**Exercise material**

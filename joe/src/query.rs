//! Native SQL path: thin wrappers over [`DbConnection`] for
//! `explain`, `explain` with analyze, and `exec`.

use std::time::Duration;

use crate::db::DbConnection;
use crate::error::EngineError;

/// `EXPLAIN (FORMAT TEXT) <query>` — the first half of `explain`/`plan`.
pub async fn explain(conn: &dyn DbConnection, query: &str) -> Result<String, EngineError> {
    let sql = format!("EXPLAIN (FORMAT TEXT) {query}");
    conn.query_text(&sql).await.map_err(|e| classify_query_error(e, query))
}

/// `EXPLAIN (ANALYZE, COSTS, VERBOSE, BUFFERS, FORMAT JSON) <query>` —
/// the second half of `explain`.
pub async fn explain_analyze(conn: &dyn DbConnection, query: &str) -> Result<String, EngineError> {
    let sql = format!("EXPLAIN (ANALYZE, COSTS, VERBOSE, BUFFERS, FORMAT JSON) {query}");
    conn.query_text(&sql).await.map_err(|e| classify_query_error(e, query))
}

/// Runs `query` for effect, returning how long it took.
pub async fn exec(conn: &dyn DbConnection, query: &str) -> Result<Duration, EngineError> {
    conn.execute(query).await.map_err(|e| classify_query_error(e, query))
}

/// Appends a hint when a syntax error's query body contains a
/// non-breaking space (U+00A0 / byte 160) — copy-pasted from a chat
/// client or rich-text editor is the usual source.
pub fn classify_query_error(err: EngineError, query: &str) -> EngineError {
    match err {
        EngineError::Query(msg) if query.contains('\u{a0}') => EngineError::Query(format!(
            "{msg}\nHint: this query contains a non-breaking space (U+00A0) — retype it with an ordinary space."
        )),
        other => other,
    }
}

#[cfg(test)]
mod tests {
    use super::*;

    #[test]
    fn leaves_errors_without_nbsp_unchanged() {
        let err = classify_query_error(EngineError::Query("syntax error".into()), "select 1");
        assert_eq!(err.to_string(), "query error: syntax error");
    }

    #[test]
    fn adds_hint_when_query_contains_nbsp() {
        let query = "select\u{a0}1";
        let err = classify_query_error(EngineError::Query("syntax error".into()), query);
        assert!(err.to_string().contains("non-breaking space"));
    }

    #[test]
    fn only_rewrites_query_errors() {
        let err = classify_query_error(EngineError::Transport("reset".into()), "select\u{a0}1");
        assert!(matches!(err, EngineError::Transport(_)));
    }
}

**Exercise details**
All of the data must be set down again exactly.

**Response below**
filename joe/src/query.rs
//! Native SQL path: thin wrappers over [`DbConnection`] for
//! `explain`, `explain` with analyze, and `exec`.

use std::time::Duration;

use crate::db::DbConnection;
use crate::error::EngineError;

/// `EXPLAIN (FORMAT TEXT) <query>` — the first half of `explain`/`plan`.
pub async fn explain(conn: &dyn DbConnection, query: &str) -> Result<String, EngineError> {
    let sql = format!("EXPLAIN (FORMAT TEXT) {query}");
    conn.query_text(&sql).await.map_err(|e| classify_query_error(e, query))
}

/// `EXPLAIN (ANALYZE, COSTS, VERBOSE, BUFFERS, FORMAT JSON) <query>` —
/// the second half of `explain`.
pub async fn explain_analyze(conn: &dyn DbConnection, query: &str) -> Result<String, EngineError> {
    let sql = format!("EXPLAIN (ANALYZE, COSTS, VERBOSE, BUFFERS, FORMAT JSON) {query}");
    conn.query_text(&sql).await.map_err(|e| classify_query_error(e, query))
}

/// Runs `query` for effect, returning how long it took.
pub async fn exec(conn: &dyn DbConnection, query: &str) -> Result<Duration, EngineError> {
    conn.execute(query).await.map_err(|e| classify_query_error(e, query))
}

/// Appends a hint when a syntax error's query body contains a
/// non-breaking space (U+00A0 / byte 160) — copy-pasted from a chat
/// client or rich-text editor is the usual source.
pub fn classify_query_error(err: EngineError, query: &str) -> EngineError {
    match err {
        EngineError::Query(msg) if query.contains('\u{a0}') => EngineError::Query(format!(
            "{msg}\nHint: this query contains a non-breaking space (U+00A0) — retype it with an ordinary space."
        )),
        other => other,
    }
}

#[cfg(test)]
mod tests {
    use super::*;

    #[test]
    fn leaves_errors_without_nbsp_unchanged() {
        let err = classify_query_error(EngineError::Query("syntax error".into()), "select 1");
        assert_eq!(err.to_string(), "query error: syntax error");
    }

    #[test]
    fn adds_hint_when_query_contains_nbsp() {
        let query = "select\u{a0}1";
        let err = classify_query_error(EngineError::Query("syntax error".into()), query);
        assert!(err.to_string().contains("non-breaking space"));
    }

    #[test]
    fn only_rewrites_query_errors() {
        let err = classify_query_error(EngineError::Transport("reset".into()), "select\u{a0}1");
        assert!(matches!(err, EngineError::Transport(_)));
    }
}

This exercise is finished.